Spoiler!·3.5 / 5 Sterne·24.6.2022·Kommentare:  6Retweets:  0 1

Bei »The Mandalorian« brauchte ich zwar eine kurze Eingewöhnungsphase, war dann aber regelrecht von dem schlichten Konzept begeistert. Bei »The Book of Boba Fett« gab’s trotz starken Beginns zwischendurch aber schon die ersten Hänger. Auf die neue Serie »Obi-Wan Kenobi« habe ich mich natürlich trotzdem gefreut. Und, obwohl die Kritiken bis jetzt relativ durchwachsen sind, ist die Serie meiner Meinung nach schon okay – sie hat aber natürlich merkliche Schwächen und ist schlicht an den falschen Stellen mutig.

⚠ Spoiler-Alarm!
Gleich im nächsten Absatz geht’s los mit teils massiven Spoilern. Wer die Serie nicht kennt, aber auch nur das geringste Interesse daran hat, sollte hier aufhören zu lesen.

Beginnen wir einmal damit, dass die Star-Wars-Macher hier erneut vor dem Problem stehen, eine Geschichte zwischen bestehendes Star-Wars-Material quetschen zu müssen. Wir wissen, was vorher passiert, wir wissen, was nachher passiert – und da ist gerade Obi-Wan ein denkbar ungünstiger Charakter. Nichtsdestotrotz ist die Grundidee, ihm während seiner Jahre als Beschützer von Luke auf Tatooine, ein kleines Abenteuer bestehen zu lassen, gar nicht mal so schlecht. Denn wie sollen die geschätzt 20 Jahre auf auf dem Sandplaneten abgelaufen sein? Auch, dass er ausgerechnet Leia aus den Fängen des Imperiums befreien muss ist im Prinzip eine gute Idee (denn, wie wir aus Episode IV ja wissen, kennen sich dort Obi-Wan und Leia bereits, also warum nicht gleich von dieser Geschichte?).

Folge 1 startet auch recht gut mit der Einführung in Obi-Wans neues Einsiedlerleben auf Tatooine, seinem neuen Day-Job in einem – nennen wir es mal – fleischverarbeitenden Betrieb und wie er versucht zur Tarnung seine Jedi-Identität komplett abzulegen. Auch die Einführung des weiblichen Bösewichts als Mitglied einer Art Jedi-Jäger-Einheit überzeugt meiner Meinung nach. Besonders nett fand ich zudem zu Beginn der ersten Folge die Zusammenfassung aller Prequels in Form einer mehrminütigen Montage, die doch tatsächlich Nostalgiegefühle ausgelöst hat. Und der Grundstein für die Handlung wird natürlich gesetzt: Leia wird entführt, Obi-Wan muss sie retten und in sein altes Jedi-Mindset zurückfinden – passt!
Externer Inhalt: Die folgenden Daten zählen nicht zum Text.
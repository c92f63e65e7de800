//! Build the resolved registry from descriptors (call after validate),
//! attaching per-field customization supplied by the embedding application.

use crate::error::SchemaError;
use crate::schema::resolved::{
    Field, FieldKind, FieldRules, FormatFn, Registry, RelationSpec, Resource, ValidateFn,
};
use crate::schema::types::{FieldKindDescriptor, SchemaDescriptor};
use crate::schema::validator::validate;
use std::collections::HashMap;
use std::sync::Arc;

/// Per-field customization: overrides layered on top of the introspected
/// descriptor. All members optional; unset members keep descriptor values.
#[derive(Clone, Default)]
pub struct FieldOptions {
    pub alias: Option<String>,
    pub required: Option<bool>,
    pub rules: FieldRules,
    pub formatter: Option<Arc<FormatFn>>,
    pub validator: Option<Arc<ValidateFn>>,
}

#[derive(Clone, Default)]
pub struct ResourceOptions {
    pub fields: HashMap<String, FieldOptions>,
}

/// Code-supplied admin configuration keyed by resource name.
#[derive(Clone, Default)]
pub struct AdminOptions {
    pub resources: HashMap<String, ResourceOptions>,
}

impl AdminOptions {
    pub fn field(
        mut self,
        resource: impl Into<String>,
        field: impl Into<String>,
        options: FieldOptions,
    ) -> Self {
        self.resources
            .entry(resource.into())
            .or_default()
            .fields
            .insert(field.into(), options);
        self
    }
}

/// Build the resolved registry from a descriptor and admin options.
/// Options naming an unknown resource or field are an error: a typo there
/// would otherwise silently disable a formatter or validator.
pub fn resolve(schema: &SchemaDescriptor, options: &AdminOptions) -> Result<Registry, SchemaError> {
    validate(schema)?;

    let known: HashMap<String, &crate::schema::types::ModelDescriptor> = schema
        .models
        .iter()
        .map(|m| (m.name.to_lowercase(), m))
        .collect();
    for (name, opts) in &options.resources {
        let Some(model) = known.get(&name.to_lowercase()) else {
            return Err(SchemaError::MissingReference {
                kind: "resource",
                id: name.clone(),
            });
        };
        for field_name in opts.fields.keys() {
            if !model.fields.iter().any(|f| f.name == *field_name) {
                return Err(SchemaError::MissingReference {
                    kind: "field",
                    id: format!("{}.{}", model.name, field_name),
                });
            }
        }
    }

    let mut resources = Vec::with_capacity(schema.models.len());
    for model in &schema.models {
        let resource_opts = options
            .resources
            .iter()
            .find(|(k, _)| k.eq_ignore_ascii_case(&model.name))
            .map(|(_, v)| v);

        let mut fields = Vec::with_capacity(model.fields.len());
        for fd in &model.fields {
            let overrides = resource_opts.and_then(|o| o.fields.get(&fd.name));
            let kind = match &fd.kind {
                FieldKindDescriptor::Scalar { type_ } => FieldKind::Scalar(*type_),
                FieldKindDescriptor::Relation {
                    resource,
                    fk_column,
                    multiplicity,
                } => FieldKind::Relation(RelationSpec {
                    resource: resource.clone(),
                    fk_column: fk_column.clone(),
                    multiplicity: *multiplicity,
                }),
                FieldKindDescriptor::File => FieldKind::File,
            };
            fields.push(Field {
                name: fd.name.clone(),
                kind,
                required: overrides
                    .and_then(|o| o.required)
                    .unwrap_or(fd.required),
                unique: fd.unique,
                alias: overrides
                    .and_then(|o| o.alias.clone())
                    .or_else(|| fd.alias.clone()),
                rules: overrides.map(|o| o.rules.clone()).unwrap_or_default(),
                formatter: overrides.and_then(|o| o.formatter.clone()),
                validator: overrides.and_then(|o| o.validator.clone()),
            });
        }

        resources.push(Resource {
            path_segment: model.name.to_lowercase(),
            table: model
                .table
                .clone()
                .unwrap_or_else(|| model.name.to_lowercase()),
            name: model.name.clone(),
            id_field: model.id_field.clone(),
            fields,
        });
    }

    Ok(Registry::from_resources(resources))
}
In Folge 2 schlägt sich Obi-Wan durch einen verruchten Teil einer Sci-Fi-Großstadt in Film-noir/Blade-Runner-Style – ist okay. Eher generisch, aber das Star-Wars-Feeling ist da.

Das viel erwartete Duel Vader gegen Obi-Wan gibt’s gleich in Folge 3. Viele kritisieren, dass das nun nicht mehr mit dem Dialog zwischen Obi-Wan und Darth Vader in Episode IV zusammenpasst, aber da würde ich sogar noch ein Auge zudrücken. Aber ja, fürs Drehbuch ein schmaler Grad, einerseits nicht eine komplette Nebenhandlung wie in »The Mandalorian« erzählen (zu wollen), aber andererseits den Kanon nicht durcheinanderzubringen. Und, dass solche Duelle für keinen der Teilnehmer tödlich enden, ist immer schwierig glaubwürdig rüberzubringen (wird in Folge 6 aber noch getoppt).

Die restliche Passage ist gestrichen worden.